Every Wednesday, we'll post a round-up of links which may be of interest to the larger Berkeley English community. Let us know if you see anything you think we should pass along!
The great Sudanese writer, Tayeb Salih, passed away late last Tuesday. He's best known for his 1966 novel Season of Migration to the North, which Edward Said called "among the six finest novels to be written in modern Arabic literature." I want to know what the other five on that list were; it's a remarkable novel, and one that only gets better and more interesting with re-readings. Obituaries in the New York Times, the Guardian, and the Sudan Tribune. And Mustapha Marrouchi writes a more personal remembrance in Arab Comment and in a lovely memorial, the editors of AllAfrica hope that Tayeb Salih went "with a heart full of song and a face awash with a huge smile."
Was Dorothy Wordsworth "one of the casualties of 19th-century femininity" or "the most distinguished of English prose writers who never wrote a line for the general public"? In the New York Times, "A Brother's Keeper: The Other Wordsworth," Dwight Garner reviews Frances Wilson's The Ballad of Dorothy Wordsworth: A Life.
Janet Maslin, "What Was With the Peacocks and the Gothic Fiction?" reviews Brad Gooch's Flannery: A Life of Flannery O'Connor, noting that "this mystical, ornery, ardently admired Southern writer" has been long overdue for a major new biography like this one.
In "The myths of Gabriel García Márquez," Philip Swanson reviews Gerald Martin's Gabriel García Márquez: A Life, the culmination of seventeen years of research which he predicts will be the authoritative work on what he calls the Nobel Prize winning novelist. Swanson is the author of Latin American Fiction: A short introduction, so presumably he knows what he's talking about, but I'd love to know on what basis he judges Garcia-Marquez to be "Latin America's perhaps only truly global writer."
In the Sunday Times, "Salman's Perfect Safe House," Geoffrey Robertson remembers hiding Salman Rushdie in his home, and how it "brought many of his left-wing friends into a closer and warmer contact with officers of Special Branch than they would have ever thought likely or even healthy."
Claudia Roth Pierpont's "Another Country," in The New Yorker, explores how James Baldwin made Istanbul what she calls his "second or third not-quite-home," during a period she also notes to have been "inescapably Baldwin's American decade." The essay is essentially a very long review of Magdalena J. Zaborowska's new book, James Baldwin's Turkish Decade.

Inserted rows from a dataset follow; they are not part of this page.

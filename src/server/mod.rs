//! The inbound HTTP surface.
//!
//! Builds the axum router for the install flow and the store-credit
//! endpoints, and owns the shared per-process state (configuration, the
//! session store, and the outbound HTTP client).

mod error;
mod routes;

pub use error::{ApiError, CREDENTIAL_MISSING_MESSAGE, MISSING_SHOP_MESSAGE};

use std::sync::Arc;

use axum::http::{header, StatusCode};
use axum::response::{IntoResponse, Response};
use axum::routing::get;
use axum::Router;
use serde::Serialize;
use tokio::net::TcpListener;
use tracing::info;

use crate::auth::{Session, SessionStore};
use crate::clients::AdminClient;
use crate::config::AppConfig;

/// Shared application state accessible from all handlers.
#[derive(Clone)]
pub struct AppState {
    config: Arc<AppConfig>,
    store: Arc<dyn SessionStore>,
    http: reqwest::Client,
}

impl AppState {
    /// Builds the shared state: wraps the configuration and session store
    /// and constructs the one outbound HTTP client, carrying the
    /// configured timeout, that every handler reuses.
    ///
    /// # Panics
    ///
    /// Panics if the underlying reqwest client cannot be created. This
    /// should only happen in extremely unusual circumstances (e.g., TLS
    /// initialization failure).
    #[must_use]
    pub fn new(config: AppConfig, store: Arc<dyn SessionStore>) -> Self {
        let http = reqwest::Client::builder()
            .use_rustls_tls()
            .timeout(config.upstream_timeout())
            .build()
            .expect("Failed to create HTTP client");

        Self {
            config: Arc::new(config),
            store,
            http,
        }
    }

    /// The app configuration.
    #[must_use]
    pub fn config(&self) -> &AppConfig {
        &self.config
    }

    /// The per-shop session store.
    #[must_use]
    pub fn store(&self) -> &Arc<dyn SessionStore> {
        &self.store
    }

    /// The shared outbound HTTP client.
    #[must_use]
    pub const fn http(&self) -> &reqwest::Client {
        &self.http
    }

    /// An Admin API client bound to the given session's shop.
    #[must_use]
    pub fn admin_client(&self, session: &Session) -> AdminClient {
        AdminClient::for_session(&self.config, self.http.clone(), session)
    }
}

/// Builds the axum router with all routes and shared state.
pub fn build_router(state: AppState) -> Router {
    Router::new()
        .route("/shopify", get(routes::install))
        .route("/shopify/callback", get(routes::oauth_callback))
        .route("/store_credit/user/:id/balance", get(routes::credit_balance))
        .route(
            "/store_credit/user/:id/discount_code",
            get(routes::discount_code),
        )
        .with_state(state)
}

/// Binds the configured address and serves until SIGINT/SIGTERM.
///
/// # Errors
///
/// Returns an error if the listener cannot bind or the server fails.
pub async fn run(state: AppState) -> std::io::Result<()> {
    let addr = state.config().bind_addr();
    let listener = TcpListener::bind(addr).await?;
    info!(%addr, "listening");

    axum::serve(listener, build_router(state))
        .with_graceful_shutdown(shutdown_signal())
        .await
}

/// Wait for SIGTERM or SIGINT for graceful shutdown.
async fn shutdown_signal() {
    let ctrl_c = async {
        tokio::signal::ctrl_c()
            .await
            .expect("failed to install Ctrl+C handler");
    };

    #[cfg(unix)]
    let terminate = async {
        tokio::signal::unix::signal(tokio::signal::unix::SignalKind::terminate())
            .expect("failed to install SIGTERM handler")
            .recv()
            .await;
    };

    #[cfg(not(unix))]
    let terminate = std::future::pending::<()>();

    tokio::select! {
        () = ctrl_c => info!("received SIGINT, shutting down"),
        () = terminate => info!("received SIGTERM, shutting down"),
    }
}

/// Renders a JSON response pretty-printed with 3-space indentation, the
/// wire format the endpoints are documented with.
pub(crate) fn pretty_json(status: StatusCode, value: &serde_json::Value) -> Response {
    let mut buf = Vec::new();
    let formatter = serde_json::ser::PrettyFormatter::with_indent(b"   ");
    let mut serializer = serde_json::Serializer::with_formatter(&mut buf, formatter);

    let body = if value.serialize(&mut serializer).is_ok() {
        String::from_utf8(buf).unwrap_or_else(|_| value.to_string())
    } else {
        value.to_string()
    };

    (
        status,
        [(header::CONTENT_TYPE, "application/json")],
        body,
    )
        .into_response()
}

In the Times Literary Supplement, "Amos Oz and Reverie" Anthony Cummins reviews Amos Oz's new novel, Rhyming Life and Death, which Oz has called a challenge to the reader who would rather be "handed a prepared dish" than be "invited into the kitchen." Cummins notes that such "solemn metafictional musing rarely feels like anything more than ballast for the breezy draughtsmanship of the character sketches," and wonders in the end whether "the novel may in the end be too slight to survive its own scrutiny."